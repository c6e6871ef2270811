//! Logger initialization.
//!
//! Log lines go to stderr so they never interleave with the report on stdout.

use std::io::Write;

use crate::config::LogFormat;
use crate::error_handling::InitializationError;
use colored::*;
use log::{Level, LevelFilter};

/// Initializes the logger with the specified level and format.
///
/// Configures `env_logger` with custom formatting. Supports both plain text
/// (with colors and emojis) and JSON formats for structured logging.
///
/// The logger reads from the `RUST_LOG` environment variable by default, but
/// the provided `level` parameter will override it.
///
/// # Arguments
///
/// * `level` - Minimum log level to display (overrides `RUST_LOG` if set)
/// * `format` - Log format (Plain or Json)
///
/// # Errors
///
/// Returns `InitializationError::LoggerError` if a logger is already installed.
///
/// # Examples
///
/// ```bash
/// # Use RUST_LOG for quick debugging (no CLI args needed)
/// RUST_LOG=debug mx_resolve gmail.com
///
/// # Override with CLI args (takes precedence)
/// RUST_LOG=debug mx_resolve gmail.com --log-level info
///
/// # Per-module filtering via RUST_LOG
/// RUST_LOG=mx_resolve=debug,hickory_resolver=info mx_resolve gmail.com
/// ```
pub fn init_logger_with(level: LevelFilter, format: LogFormat) -> Result<(), InitializationError> {
    let mut builder = env_logger::Builder::from_default_env();
    builder.target(env_logger::Target::Stderr);

    builder.filter_level(level);
    // hickory logs malformed or truncated UDP answers at warn level and recovers on its own
    builder.filter_module("hickory_proto", LevelFilter::Error);
    builder.filter_module("hickory_resolver", LevelFilter::Warn.min(level));
    builder.filter_module("mx_resolve", level);

    match format {
        LogFormat::Json => {
            builder.format(|buf, record| {
                writeln!(
                    buf,
                    "{}",
                    json_line(
                        chrono::Utc::now().timestamp_millis(),
                        record.level(),
                        record.target(),
                        &record.args().to_string(),
                    )
                )
            });
        }
        LogFormat::Plain => {
            builder.format(|buf, record| {
                let level = record.level();
                writeln!(
                    buf,
                    "{} {} {} [{}] {}",
                    chrono::Local::now().format("%H:%M:%S%.3f"),
                    level_emoji(level),
                    record.target().cyan(),
                    colored_level(level),
                    record.args()
                )
            });
        }
    }

    // try_init() so tests that initialize twice get an error instead of a panic
    builder.try_init().map_err(InitializationError::from)?;

    Ok(())
}

fn colored_level(level: Level) -> ColoredString {
    let text = level.to_string();
    match level {
        Level::Error => text.red(),
        Level::Warn => text.yellow(),
        Level::Info => text.green(),
        Level::Debug => text.blue(),
        Level::Trace => text.purple(),
    }
}

fn level_emoji(level: Level) -> &'static str {
    match level {
        Level::Error => "❌",
        Level::Warn => "⚠️",
        Level::Info => "✔️",
        Level::Debug => "🔍",
        Level::Trace => "🔬",
    }
}

/// One structured log line. The message is escaped with `serde_json`.
fn json_line(ts_millis: i64, level: Level, target: &str, msg: &str) -> String {
    serde_json::json!({
        "ts": ts_millis,
        "level": level.as_str(),
        "target": target,
        "msg": msg,
    })
    .to_string()
}

#[cfg(test)]
mod tests {
    use super::*;

    #[test]
    fn test_json_line_is_valid_json() {
        let line = json_line(1_700_000_000_000, Level::Warn, "mx_resolve::engine", "say \"hi\"\n");
        let value: serde_json::Value = serde_json::from_str(&line).unwrap();
        assert_eq!(value["ts"], 1_700_000_000_000i64);
        assert_eq!(value["level"], "WARN");
        assert_eq!(value["target"], "mx_resolve::engine");
        assert_eq!(value["msg"], "say \"hi\"\n");
        assert!(!line.contains('\n'), "JSON log line must stay on one line");
    }

    #[test]
    fn test_level_emoji_distinct() {
        let emojis = [
            level_emoji(Level::Error),
            level_emoji(Level::Warn),
            level_emoji(Level::Info),
            level_emoji(Level::Debug),
            level_emoji(Level::Trace),
        ];
        let unique: std::collections::HashSet<_> = emojis.iter().collect();
        assert_eq!(unique.len(), emojis.len());
    }

    #[test]
    fn test_init_logger_twice_does_not_panic() {
        // env_logger can only be installed once per process
        let _ = init_logger_with(LevelFilter::Info, LogFormat::Plain);
        let second = init_logger_with(LevelFilter::Info, LogFormat::Json);
        assert!(second.is_err());
    }
}
//! DNS capabilities: MX queries and hostname-to-address resolution.
//!
//! The engine depends only on the [`MxLookup`] and [`AddressLookup`] traits.
//! [`HickoryLookup`] implements both with `hickory-resolver`.

mod backend;
mod lookup;
mod records;
mod resolution;

// Re-export public API
pub use backend::HickoryLookup;
pub use lookup::{AddressLookup, LookupError, MxAnswer, MxLookup};
pub use records::lookup_mx_records;
pub use resolution::resolve_host_addresses;
//! Domain list input.

use std::path::Path;

use log::info;
use tokio::io::{AsyncBufRead, AsyncBufReadExt, BufReader};

use crate::config::STDIN_PATH;
use crate::error_handling::FileError;

/// Reads domains from `path`, one per line. `-` reads stdin.
///
/// Lines are trimmed; blank lines and lines starting with `#` are skipped.
/// Domains are not validated here.
///
/// # Errors
///
/// Returns [`FileError::NotFound`] if the file does not exist and
/// [`FileError::Read`] if it cannot be read.
pub async fn read_domains(path: &Path) -> Result<Vec<String>, FileError> {
    if path.as_os_str() == STDIN_PATH {
        info!("Reading domains from stdin");
        let reader = BufReader::new(tokio::io::stdin());
        return collect_domains(reader).await.map_err(|source| FileError::Read {
            path: path.to_path_buf(),
            source,
        });
    }

    let file = tokio::fs::File::open(path).await.map_err(|source| {
        if source.kind() == std::io::ErrorKind::NotFound {
            FileError::NotFound {
                path: path.to_path_buf(),
            }
        } else {
            FileError::Read {
                path: path.to_path_buf(),
                source,
            }
        }
    })?;

    let domains = collect_domains(BufReader::new(file))
        .await
        .map_err(|source| FileError::Read {
            path: path.to_path_buf(),
            source,
        })?;
    info!("Read {} domain(s) from {}", domains.len(), path.display());
    Ok(domains)
}

async fn collect_domains<R>(reader: R) -> std::io::Result<Vec<String>>
where
    R: AsyncBufRead + Unpin,
{
    let mut lines = reader.lines();
    let mut domains = Vec::new();
    while let Some(line) = lines.next_line().await? {
        let trimmed = line.trim();
        if trimmed.is_empty() || trimmed.starts_with('#') {
            continue;
        }
        domains.push(trimmed.to_string());
    }
    Ok(domains)
}
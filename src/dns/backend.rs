//! hickory-resolver implementation of the lookup capabilities.

use std::collections::HashMap;
use std::net::{IpAddr, Ipv4Addr};
use std::sync::{Mutex, PoisonError};
use std::time::Duration;

use async_trait::async_trait;
use hickory_resolver::TokioAsyncResolver;

use super::lookup::{AddressLookup, LookupError, MxAnswer, MxLookup};
use super::records::lookup_mx_records;
use super::resolution::resolve_host_addresses;
use crate::initialization::{init_pinned_resolver, init_resolver};

/// Real DNS backend.
///
/// MX queries go to the default resolver or to the requested nameserver.
/// Address lookups always use the default resolver. One resolver is built per
/// distinct nameserver and reused across batches.
pub struct HickoryLookup {
    default: TokioAsyncResolver,
    timeout: Duration,
    pinned: Mutex<HashMap<Ipv4Addr, TokioAsyncResolver>>,
}

impl HickoryLookup {
    /// Creates a backend whose resolvers use `timeout` per query.
    ///
    /// Must be called inside a Tokio runtime.
    pub fn new(timeout: Duration) -> Self {
        Self {
            default: init_resolver(timeout),
            timeout,
            pinned: Mutex::new(HashMap::new()),
        }
    }

    fn resolver_for(&self, nameserver: Option<Ipv4Addr>) -> TokioAsyncResolver {
        let Some(ip) = nameserver else {
            return self.default.clone();
        };
        // The map holds no invariant a panicking writer could break.
        let mut pinned = self.pinned.lock().unwrap_or_else(PoisonError::into_inner);
        pinned
            .entry(ip)
            .or_insert_with(|| {
                log::debug!("Creating resolver for nameserver {ip}");
                init_pinned_resolver(ip, self.timeout)
            })
            .clone()
    }
}

#[async_trait]
impl MxLookup for HickoryLookup {
    async fn lookup_mx(
        &self,
        domain: &str,
        nameserver: Option<Ipv4Addr>,
    ) -> Result<Vec<MxAnswer>, LookupError> {
        let resolver = self.resolver_for(nameserver);
        lookup_mx_records(domain, &resolver).await
    }
}

#[async_trait]
impl AddressLookup for HickoryLookup {
    async fn lookup_addresses(&self, host: &str) -> Result<Vec<IpAddr>, LookupError> {
        resolve_host_addresses(host, &self.default).await
    }
}
//! Confirmation-page reading
//!
//! Finding no permit number is a normal outcome (the portal often redirects
//! to payment first), so extraction returns `Option`, never an error.

use once_cell::sync::Lazy;
use regex::Regex;
use serde::{Deserialize, Serialize};

use crate::core::config::PortalConfig;

/// Most specific first
static PATTERNS: Lazy<Vec<Regex>> = Lazy::new(|| {
    [
        // CTR-2025-004821
        r"\b([A-Z]{2,4}-\d{4}-\d{3,})\b",
        // BLD25-01234
        r"\b([A-Z]{2,4}\d{2,4}-\d{3,})\b",
        r"(?i)\b(?:permit|record)\s*(?:number|no\.?|#)\s*[:#]?\s*([A-Z0-9][A-Z0-9-]{4,})",
        r"(?i)\b(?:application|confirmation)\s*(?:number|no\.?|#)\s*[:#]?\s*([A-Z0-9][A-Z0-9-]{4,})",
    ]
    .iter()
    .filter_map(|p| Regex::new(p).ok())
    .collect()
});

static LEADING_ALNUM: Lazy<Option<Regex>> = Lazy::new(|| Regex::new(r"^[A-Za-z0-9]{2,}").ok());

const MIN_LEN: usize = 6;

/// Ordered-pattern permit number scanner
#[derive(Debug, Default, Clone, Copy)]
pub struct PermitNumberExtractor;

impl PermitNumberExtractor {
    pub fn extract(page_text: &str) -> Option<String> {
        PATTERNS.iter().find_map(|re| {
            re.captures_iter(page_text)
                .filter_map(|c| c.get(1))
                .map(|m| m.as_str().trim_end_matches('-').to_string())
                .find(|candidate| Self::is_plausible(candidate))
        })
    }

    /// Minimum length, alphanumeric prefix, at least one digit
    pub fn is_plausible(candidate: &str) -> bool {
        candidate.len() >= MIN_LEN
            && LEADING_ALNUM.as_ref().is_some_and(|re| re.is_match(candidate))
            && candidate.chars().any(|c| c.is_ascii_digit())
    }
}

/// What the page after "Submit" turned out to be
#[derive(Debug, Clone, Copy, PartialEq, Eq, Serialize, Deserialize)]
#[serde(rename_all = "snake_case")]
pub enum SubmitClassification {
    RedirectedToPayment,
    SubmittedWithConfirmation,
    Ambiguous,
}

impl SubmitClassification {
    pub fn as_str(&self) -> &'static str {
        match self {
            SubmitClassification::RedirectedToPayment => "redirected_to_payment",
            SubmitClassification::SubmittedWithConfirmation => "submitted_with_confirmation",
            SubmitClassification::Ambiguous => "ambiguous",
        }
    }
}

/// Classify by page text; payment markers win over confirmation wording
pub fn classify_page(text: &str, url: &str, portal: &PortalConfig) -> SubmitClassification {
    let lower = text.to_lowercase();
    let has = |markers: &[String]| markers.iter().any(|m| lower.contains(&m.to_lowercase()));

    if has(&portal.payment_markers) || url.to_lowercase().contains("payment") {
        SubmitClassification::RedirectedToPayment
    } else if has(&portal.confirmation_markers) {
        SubmitClassification::SubmittedWithConfirmation
    } else {
        SubmitClassification::Ambiguous
    }
}

/// First line mentioning a fee amount, for the pending-payment context
pub fn fee_text(text: &str) -> Option<String> {
    text.lines()
        .map(str::trim)
        .find(|l| l.contains('$') && (l.to_lowercase().contains("fee") || l.to_lowercase().contains("due") || l.to_lowercase().contains("total")))
        .map(String::from)
}

#[cfg(test)]
mod tests {
    use super::*;

    #[test]
    fn test_year_sequence_number() {
        assert_eq!(
            PermitNumberExtractor::extract("Your application CTR-2025-004821 has been received"),
            Some("CTR-2025-004821".to_string())
        );
    }

    #[test]
    fn test_payment_redirect_has_no_number() {
        assert_eq!(PermitNumberExtractor::extract("Redirected to payment"), None);
    }

    #[test]
    fn test_pattern_order() {
        let text = "Confirmation Number: 88812345\nRecord BLD25-01234 created";
        assert_eq!(PermitNumberExtractor::extract(text), Some("BLD25-01234".to_string()));

        let text = "Thank you. Permit Number: MECH7781234";
        assert_eq!(PermitNumberExtractor::extract(text), Some("MECH7781234".to_string()));

        let text = "Application # 2025-55102 received";
        assert_eq!(PermitNumberExtractor::extract(text), Some("2025-55102".to_string()));
    }

    #[test]
    fn test_rejects_implausible_tokens() {
        assert_eq!(PermitNumberExtractor::extract("Permit number: PENDING"), None);
        assert_eq!(PermitNumberExtractor::extract("Confirmation # 12"), None);
        assert!(!PermitNumberExtractor::is_plausible("-12345"));
    }

    #[test]
    fn test_classify_page() {
        let portal = PortalConfig::default();
        assert_eq!(
            classify_page("Pay Fees\nAmount Due: $142.50", "https://portal/Cap/Pay.aspx", &portal),
            SubmitClassification::RedirectedToPayment
        );
        assert_eq!(
            classify_page("Your application CTR-2025-004821 has been received", "https://portal/done", &portal),
            SubmitClassification::SubmittedWithConfirmation
        );
        assert_eq!(classify_page("Please wait", "https://portal/x", &portal), SubmitClassification::Ambiguous);
    }

    #[test]
    fn test_fee_text() {
        assert_eq!(fee_text("Pay Fees\n  Total Fees Due: $142.50 \nCheckout"), Some("Total Fees Due: $142.50".to_string()));
        assert_eq!(fee_text("Checkout"), None);
    }
}
//! Error taxonomy for portal submissions

use serde::{Deserialize, Serialize};
use std::fmt;
use thiserror::Error;

use super::state::Step;
use crate::browser::BrowserError;

#[derive(Error, Debug)]
pub enum StoreError {
    #[error("SQLite error: {0}")]
    Sqlite(#[from] rusqlite::Error),

    #[error("Serialization error: {0}")]
    Json(#[from] serde_json::Error),

    #[error("No record for submission {0}")]
    NotFound(String),

    #[error("I/O error: {0}")]
    Io(#[from] std::io::Error),
}

#[derive(Error, Debug)]
pub enum PortalError {
    #[error("Element not found: {target} (waited {waited_ms} ms)")]
    ElementNotFound { target: String, waited_ms: u64 },

    #[error("Element {target} cannot {action}: {reason}")]
    ElementNotInteractable { target: String, action: String, reason: String },

    #[error("Navigation to {url} timed out: {detail}")]
    NavigationTimeout { url: String, detail: String },

    #[error("Step {step} verification failed: {expected}")]
    StepVerificationFailed { step: Step, expected: String },

    #[error("Recovery skipped at {step}: confidence {confidence} below {threshold} ({cause})")]
    LowConfidenceRecovery { step: Step, confidence: u8, threshold: u8, cause: String },

    #[error("Submission {submission_id} exceeded {attempts} attempts")]
    MaxRetriesExceeded { submission_id: String, attempts: u32 },

    #[error("Portal session expired: {0}")]
    SessionExpired(String),

    #[error("Handler for {from} returned {to}, which is not the next step")]
    InvalidTransition { from: Step, to: Step },

    #[error("Invalid request: {0}")]
    InvalidRequest(String),

    #[error("Cancelled before {step}")]
    Cancelled { step: Step },

    #[error("Browser error: {0}")]
    Browser(#[from] BrowserError),

    #[error("Checkpoint store error: {0}")]
    Store(#[from] StoreError),
}

/// Flat error classification carried in results and the queue table
#[derive(Debug, Clone, Copy, PartialEq, Eq, Hash, Serialize, Deserialize)]
#[serde(rename_all = "snake_case")]
pub enum ErrorKind {
    ElementNotFound,
    ElementNotInteractable,
    NavigationTimeout,
    StepVerificationFailed,
    LowConfidenceRecovery,
    MaxRetriesExceeded,
    SessionExpired,
    InvalidTransition,
    InvalidRequest,
    Cancelled,
    Browser,
    Store,
}

impl fmt::Display for ErrorKind {
    fn fmt(&self, f: &mut fmt::Formatter<'_>) -> fmt::Result {
        let s = match self {
            ErrorKind::ElementNotFound => "element_not_found",
            ErrorKind::ElementNotInteractable => "element_not_interactable",
            ErrorKind::NavigationTimeout => "navigation_timeout",
            ErrorKind::StepVerificationFailed => "step_verification_failed",
            ErrorKind::LowConfidenceRecovery => "low_confidence_recovery",
            ErrorKind::MaxRetriesExceeded => "max_retries_exceeded",
            ErrorKind::SessionExpired => "session_expired",
            ErrorKind::InvalidTransition => "invalid_transition",
            ErrorKind::InvalidRequest => "invalid_request",
            ErrorKind::Cancelled => "cancelled",
            ErrorKind::Browser => "browser",
            ErrorKind::Store => "store",
        };
        f.write_str(s)
    }
}

impl PortalError {
    pub fn kind(&self) -> ErrorKind {
        match self {
            PortalError::ElementNotFound { .. } => ErrorKind::ElementNotFound,
            PortalError::ElementNotInteractable { .. } => ErrorKind::ElementNotInteractable,
            PortalError::NavigationTimeout { .. } => ErrorKind::NavigationTimeout,
            PortalError::StepVerificationFailed { .. } => ErrorKind::StepVerificationFailed,
            PortalError::LowConfidenceRecovery { .. } => ErrorKind::LowConfidenceRecovery,
            PortalError::MaxRetriesExceeded { .. } => ErrorKind::MaxRetriesExceeded,
            PortalError::SessionExpired(_) => ErrorKind::SessionExpired,
            PortalError::InvalidTransition { .. } => ErrorKind::InvalidTransition,
            PortalError::InvalidRequest(_) => ErrorKind::InvalidRequest,
            PortalError::Cancelled { .. } => ErrorKind::Cancelled,
            PortalError::Browser(BrowserError::NavigationTimeout(_)) => ErrorKind::NavigationTimeout,
            PortalError::Browser(_) => ErrorKind::Browser,
            PortalError::Store(_) => ErrorKind::Store,
        }
    }

    /// Whether a vision-assisted recovery attempt makes sense.
    ///
    /// Credentials, bad input and local storage cannot be fixed by clicking.
    pub fn is_recoverable(&self) -> bool {
        !matches!(
            self,
            PortalError::SessionExpired(_)
                | PortalError::InvalidRequest(_)
                | PortalError::Cancelled { .. }
                | PortalError::MaxRetriesExceeded { .. }
                | PortalError::InvalidTransition { .. }
                | PortalError::Store(_)
        )
    }
}

#[cfg(test)]
mod tests {
    use super::*;

    #[test]
    fn test_session_expired_is_fatal() {
        let err = PortalError::SessionExpired("login form shown".into());
        assert_eq!(err.kind(), ErrorKind::SessionExpired);
        assert!(!err.is_recoverable());
    }

    #[test]
    fn test_element_errors_are_recoverable() {
        let err = PortalError::ElementNotFound { target: "button \"Continue\"".into(), waited_ms: 5000 };
        assert!(err.is_recoverable());
        assert_eq!(err.kind().to_string(), "element_not_found");
    }

    #[test]
    fn test_browser_navigation_timeout_kind() {
        let err: PortalError = BrowserError::NavigationTimeout("https://portal.example".into()).into();
        assert_eq!(err.kind(), ErrorKind::NavigationTimeout);
    }
}
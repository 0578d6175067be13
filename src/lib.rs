//! permit-pilot library
//!
//! Files express mechanical permits by driving a county permit portal's
//! application wizard: scripted steps where the portal is stable, a vision
//! model where it is not, a durable pause for manual fee payment, and the
//! permit number read back once the fee is paid.

pub mod batch;
pub mod browser;
pub mod cli;
pub mod core;
pub mod logging;
pub mod orchestrator;
pub mod queue;

pub use batch::{BatchItem, BatchRunner, BatchSummary};
pub use browser::{ElementRef, PortalPage, PortalSession, SessionFactory};
pub use core::{OrchestratorConfig, Outcome, PortalError, Step, SubmissionRequest, SubmissionResult};
pub use logging::{EventId, LogLevel, PortalEvent, SystemLogger};
pub use orchestrator::{StepSequencer, VisionAnalyzer};
pub use queue::{QueueStatus, SubmissionQueue};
==*==
→ **What this task involves**: The answer must be all the lines above that hold the word "structured".

→ **Answer to this exercise**:
/// (with colors and emojis) and JSON formats for structured logging.
/// One structured log line. The message is escaped with `serde_json`.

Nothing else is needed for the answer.